Windenergieanlagen (WEA) sind für Fledermäuse nicht nur ein Todesrisiko, sie werden im Umkreis der Anlagen auch grossräumig verdrängt. Die Aktivität von Fledermausarten, die in Wäldern in der Nähe von WEA jagen, sinkt um fast 80 Prozent.
factum-Redaktion
10. April 2024

Dies ist das Ergebnis einer wissenschaftlichen Untersuchung unter der Leitung von Forschern des Leibniz-Instituts für Zoo- und Wildtierforschung (Leibniz-IZW) in Berlin und der Philipps-Universität Marburg, die in der Fachzeitschrift «Global Ecology and Conservation» erschienen ist.

Bislang wurden auf deutschem Festland im Zuge der Energiewende knapp 30 000 WEA installiert. Auf der Suche nach weiteren geeigneten, aber immer rarer werdenden Standorten rücken zunehmend auch Wälder in den Fokus. Jüngstes Beispiel ist der Reinhardswald in Nordhessen, der seinerzeit den Gebrüdern Grimm als Inspirationsquelle für ihre Märchen diente. Zur Errichtung von fast 250 Meter hohen Windrädern werden nach monatelangem Baustopp breite Schneisen in den Wald geschlagen.

Viele heimische Fledermausarten wie das Grosse Mausohr (Myotis myotis) leben und jagen in Wäldern und sind daher vom Windenergieausbau in oder in der Nähe von Wäldern direkt betroffen. Dabei geht es nicht nur um das unmittelbare Risiko der Kollision mit den Rotoren, sondern auch um indirekte negative Auswirkungen auf diese Arten. Die Forscher fanden heraus, dass die auf Wälder spezialisierten Fledermäuse Windenergieanlagen über eine Entfernung von mehreren hundert Metern meiden, sofern diese in Betrieb sind und die Windgeschwindigkeit relativ hoch ist. Konkret nahm die Aktivität von Fledermäusen im Umkreis von 80 bis 450 Metern um eine Anlage mit zunehmender Windgeschwindigkeit um durchschnittlich 77 Prozent ab, wenn die Anlagen in Betrieb waren. «Die Rotorbewegungen der Windenergieanlagen erzeugen nicht nur sogenannte Wirbelschleppen, sondern auch Lärm. Beide Faktoren können sich über mehrere hundert Meter auf Fledermäuse auswirken», sagt Christian Voigt, Leiter der Abteilung für Evolutionäre Ökologie am Leibniz-IZW. «Waldfledermäuse, die unter dem Kronendach jagen, kommen vermutlich nicht mit den Wirbelschleppen in Kontakt. Vielmehr könnten sie von den Geräuschemissionen der Anlagen betroffen sein», so Voigt. «Vermeiden Waldfledermäuse Geräuschemissionen an den Windenergieanlagen, verlieren sie weiträumig wertvollen Lebensraum.»

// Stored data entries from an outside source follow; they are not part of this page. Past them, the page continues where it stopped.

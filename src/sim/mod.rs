//! Simulation module
//!
//! Entities, bounding boxes, score and milestones. Nothing in here renders,
//! plays sound, or reads the clock; callers pass time and randomness in.

pub mod entity;
pub mod milestones;
pub mod rect;
pub mod score;

pub use entity::{Collectible, Entity, Heading, Player, StepOutcome, Text};
pub use milestones::{MILESTONES, Milestone, MilestoneTracker};
pub use rect::Rect;
pub use score::Score;
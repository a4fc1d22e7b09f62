//! Audio interface
//!
//! Sound cues are fire-and-forget requests; mixing and decoding belong to
//! the host's [`AudioSink`].

/// Sound effect types
#[derive(Debug, Clone, Copy, PartialEq, Eq, Hash)]
pub enum SoundCue {
    /// Collectible picked up
    Collect,
    /// Player died
    Death,
    /// Background music, looped until paused
    Soundtrack,
}

impl SoundCue {
    /// Mix level of the cue before user volume is applied (0.0 - 1.0)
    pub fn base_volume(&self) -> f32 {
        match self {
            SoundCue::Collect => 0.5,
            SoundCue::Death => 0.25,
            SoundCue::Soundtrack => 0.25,
        }
    }

    /// Music plays on the looping music channel instead of as an effect
    pub fn is_music(&self) -> bool {
        matches!(self, SoundCue::Soundtrack)
    }
}

/// Control requests for the music channel
#[derive(Debug, Clone, Copy, PartialEq, Eq, Hash)]
pub enum MusicCommand {
    Pause,
    Resume,
}

/// Destination for sound cues. Assumed infallible.
pub trait AudioSink {
    fn play(&mut self, cue: SoundCue);
    fn music(&mut self, command: MusicCommand);
}

/// Keeps every cue and music command it is asked to play
#[derive(Debug, Default)]
pub struct CueRecorder {
    pub played: Vec<SoundCue>,
    pub music: Vec<MusicCommand>,
}

impl CueRecorder {
    pub fn new() -> Self {
        Self::default()
    }

    pub fn count(&self, cue: SoundCue) -> usize {
        self.played.iter().filter(|&&c| c == cue).count()
    }

    /// Whether the soundtrack would be audible right now
    pub fn music_playing(&self) -> bool {
        self.played.contains(&SoundCue::Soundtrack)
            && self.music.last() != Some(&MusicCommand::Pause)
    }
}

impl AudioSink for CueRecorder {
    fn play(&mut self, cue: SoundCue) {
        self.played.push(cue);
    }

    fn music(&mut self, command: MusicCommand) {
        self.music.push(command);
    }
}

#[cfg(test)]
mod tests {
    use super::*;

    #[test]
    fn test_only_soundtrack_is_music() {
        assert!(SoundCue::Soundtrack.is_music());
        assert!(!SoundCue::Collect.is_music());
        assert!(!SoundCue::Death.is_music());
    }

    #[test]
    fn test_recorder_tracks_music_state() {
        let mut audio = CueRecorder::new();
        assert!(!audio.music_playing());

        audio.play(SoundCue::Soundtrack);
        assert!(audio.music_playing());
        audio.music(MusicCommand::Pause);
        assert!(!audio.music_playing());
        audio.music(MusicCommand::Resume);
        assert!(audio.music_playing());
    }
}
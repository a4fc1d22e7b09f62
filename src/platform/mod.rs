//! Platform abstraction layer
//!
//! Handles host differences for:
//! - Time (monotonic seconds)
//! - Input events

use std::collections::VecDeque;
use std::time::Instant;

use crate::input::{InputEvent, bind_key};

/// Monotonic time source, in seconds
pub trait Clock {
    fn now(&self) -> f64;
}

/// Wall-clock time since creation
#[derive(Debug, Clone)]
pub struct SystemClock {
    start: Instant,
}

impl Default for SystemClock {
    fn default() -> Self {
        Self::new()
    }
}

impl SystemClock {
    pub fn new() -> Self {
        Self {
            start: Instant::now(),
        }
    }
}

impl Clock for SystemClock {
    fn now(&self) -> f64 {
        self.start.elapsed().as_secs_f64()
    }
}

/// Source of input events, drained once per frame
pub trait InputSource {
    fn poll_events(&mut self) -> Vec<InputEvent>;
}

/// Replays a fixed list of per-frame event batches, then reports nothing
#[derive(Debug, Default)]
pub struct ScriptedInput {
    frames: VecDeque<Vec<InputEvent>>,
}

impl ScriptedInput {
    pub fn new(frames: impl IntoIterator<Item = Vec<InputEvent>>) -> Self {
        Self {
            frames: frames.into_iter().collect(),
        }
    }

    /// Parse a key script: one frame per line, key names separated by
    /// whitespace, a leading `-` marks a release. Unbound keys are skipped.
    pub fn from_key_script(script: &str) -> Self {
        let frames = script.lines().map(|line| {
            line.split_whitespace()
                .filter_map(|token| {
                    let (released, key) = match token.strip_prefix('-') {
                        Some(key) => (true, key),
                        None => (false, token),
                    };
                    let Some(action) = bind_key(key) else {
                        log::warn!("Unbound key `{key}` in script");
                        return None;
                    };
                    Some(if released {
                        InputEvent::Released(action)
                    } else {
                        InputEvent::Pressed(action)
                    })
                })
                .collect::<Vec<_>>()
        });
        Self::new(frames)
    }

    pub fn is_exhausted(&self) -> bool {
        self.frames.is_empty()
    }
}

impl InputSource for ScriptedInput {
    fn poll_events(&mut self) -> Vec<InputEvent> {
        self.frames.pop_front().unwrap_or_default()
    }
}

#[cfg(test)]
mod tests {
    use super::*;
    use crate::input::Action;

    #[test]
    fn test_scripted_input_replays_in_order() {
        let mut input = ScriptedInput::new([
            vec![InputEvent::Pressed(Action::Confirm)],
            vec![],
            vec![
                InputEvent::Pressed(Action::Up),
                InputEvent::Released(Action::Up),
            ],
        ]);
        let confirm = vec![InputEvent::Pressed(Action::Confirm)];
        assert_eq!(input.poll_events(), confirm);
        assert!(input.poll_events().is_empty());
        assert_eq!(input.poll_events().len(), 2);
        assert!(input.is_exhausted());
        assert!(input.poll_events().is_empty());
    }

    #[test]
    fn test_key_script() {
        let mut input = ScriptedInput::from_key_script("space\n\nd -d\nx q\n");
        let confirm = vec![InputEvent::Pressed(Action::Confirm)];
        assert_eq!(input.poll_events(), confirm);
        assert!(input.poll_events().is_empty());
        assert_eq!(
            input.poll_events(),
            vec![
                InputEvent::Pressed(Action::Right),
                InputEvent::Released(Action::Right),
            ]
        );
        // Unbound `x` is dropped
        let quit = vec![InputEvent::Pressed(Action::Quit)];
        assert_eq!(input.poll_events(), quit);
        assert!(input.is_exhausted());
    }

    #[test]
    fn test_system_clock_is_monotonic() {
        let clock = SystemClock::new();
        let a = clock.now();
        let b = clock.now();
        assert!(b >= a);
    }
}
//! Boom Snake entry point
//!
//! Headless native runner: the autopilot plays a few rounds against a
//! recording renderer and a logging audio sink. Real window, image and sound
//! backends plug in through the same `RenderSink` / `AudioSink` traits.
//!
//! Usage: `boom-snake [settings.json] [keys.txt]`
//!
//! With a key script the runner replays it (one frame per line) instead of
//! using the autopilot, and stops when the script runs out.

use std::time::Duration;

use boom_snake::Game;
use boom_snake::audio::{AudioSink, MusicCommand, SoundCue};
use boom_snake::demo::Autopilot;
use boom_snake::platform::{Clock, InputSource, ScriptedInput, SystemClock};
use boom_snake::renderer::CommandBuffer;
use boom_snake::settings::Settings;

/// Score at which an autopilot run steers into a wall
const DEMO_TARGET_SCORE: u32 = 12;
/// Hard stop for the headless runner (10 minutes at 60 fps)
const MAX_FRAMES: u64 = 60 * 60 * 10;

/// Logs each cue with the volume a mixer would use
struct LogAudio {
    settings: Settings,
}

impl AudioSink for LogAudio {
    fn play(&mut self, cue: SoundCue) {
        log::debug!(
            "play {:?} at volume {:.2}",
            cue,
            self.settings.effective_volume(cue)
        );
    }

    fn music(&mut self, command: MusicCommand) {
        log::debug!("music {command:?}");
    }
}

fn main() {
    env_logger::init();
    log::info!("Boom Snake (headless) starting...");

    let mut args = std::env::args().skip(1);
    let path = args
        .next()
        .unwrap_or_else(|| Settings::FILE_NAME.to_string());
    let settings = Settings::load_or_default(&path);

    let mut script = match args.next() {
        Some(path) => match std::fs::read_to_string(&path) {
            Ok(text) => {
                log::info!("Replaying key script {path}");
                Some(ScriptedInput::from_key_script(&text))
            }
            Err(e) => {
                log::error!("Cannot read key script {path}: {e}");
                return;
            }
        },
        None => None,
    };

    let frame_time = Duration::from_secs_f64(1.0 / settings.target_fps as f64);
    let mut pilot = Autopilot::new(settings.demo_runs, DEMO_TARGET_SCORE);
    let mut audio = LogAudio {
        settings: settings.clone(),
    };
    let mut render = CommandBuffer::new();
    let clock = SystemClock::new();
    let mut game = Game::new(settings);

    while game.frames() < MAX_FRAMES {
        let events = match script.as_mut() {
            Some(input) if input.is_exhausted() => break,
            Some(input) => input.poll_events(),
            None => pilot.decide(game.manager()),
        };
        if !game.frame(&events, clock.now(), &mut render, &mut audio) {
            break;
        }
        log::trace!(
            "frame {}: {} draw calls",
            game.frames(),
            render.frame().len()
        );
        std::thread::sleep(frame_time);
    }

    if game.is_running() && script.is_none() {
        log::warn!("Frame limit reached before the autopilot quit");
    }
    log::info!(
        "Done: {} frames, {} runs, high score {}",
        game.frames(),
        pilot.deaths(),
        game.manager().score().high()
    );
}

Ein weiterer negativer Nebeneffekt von WEA zeigt sich zurzeit in Spanien. Da es hier neben viel Sonne auch reichlich Wind gibt, unterstützte die Regierung schon früh den Ausbau von WEA. Laut dem Windenergieverband AEE ist jede dritte der heute rund 21 000 Anlagen vor 2005 in Betrieb gegangen. Nach 20 bis 25 Jahren bauen die Betreiber diese meist ab, weil sie veraltet sind. Genau das geschieht in den kommenden fünf Jahren mit rund 7500 Turbinen in Spanien. Während ein Grossteil der Materialien wie Stahl, Kupfer, Elektronik und Generatoren problemlos wiederverwendet werden kann, stellt die Entsorgung der glasfaserverstärkten Rotorblätter, die rund 15 Prozent der gesamten Anlage ausmachen, die Branche vor grosse Herausforderungen. Die Rotorblätter sind schwer zu recyceln, weil sie aus einer Kombination verschiedener Materialien bestehen, die sich nicht einfach trennen lassen. Im grossindustriellen Massstab gibt es bis heute kein Verfahren zum Recyceln der Rotorblätter.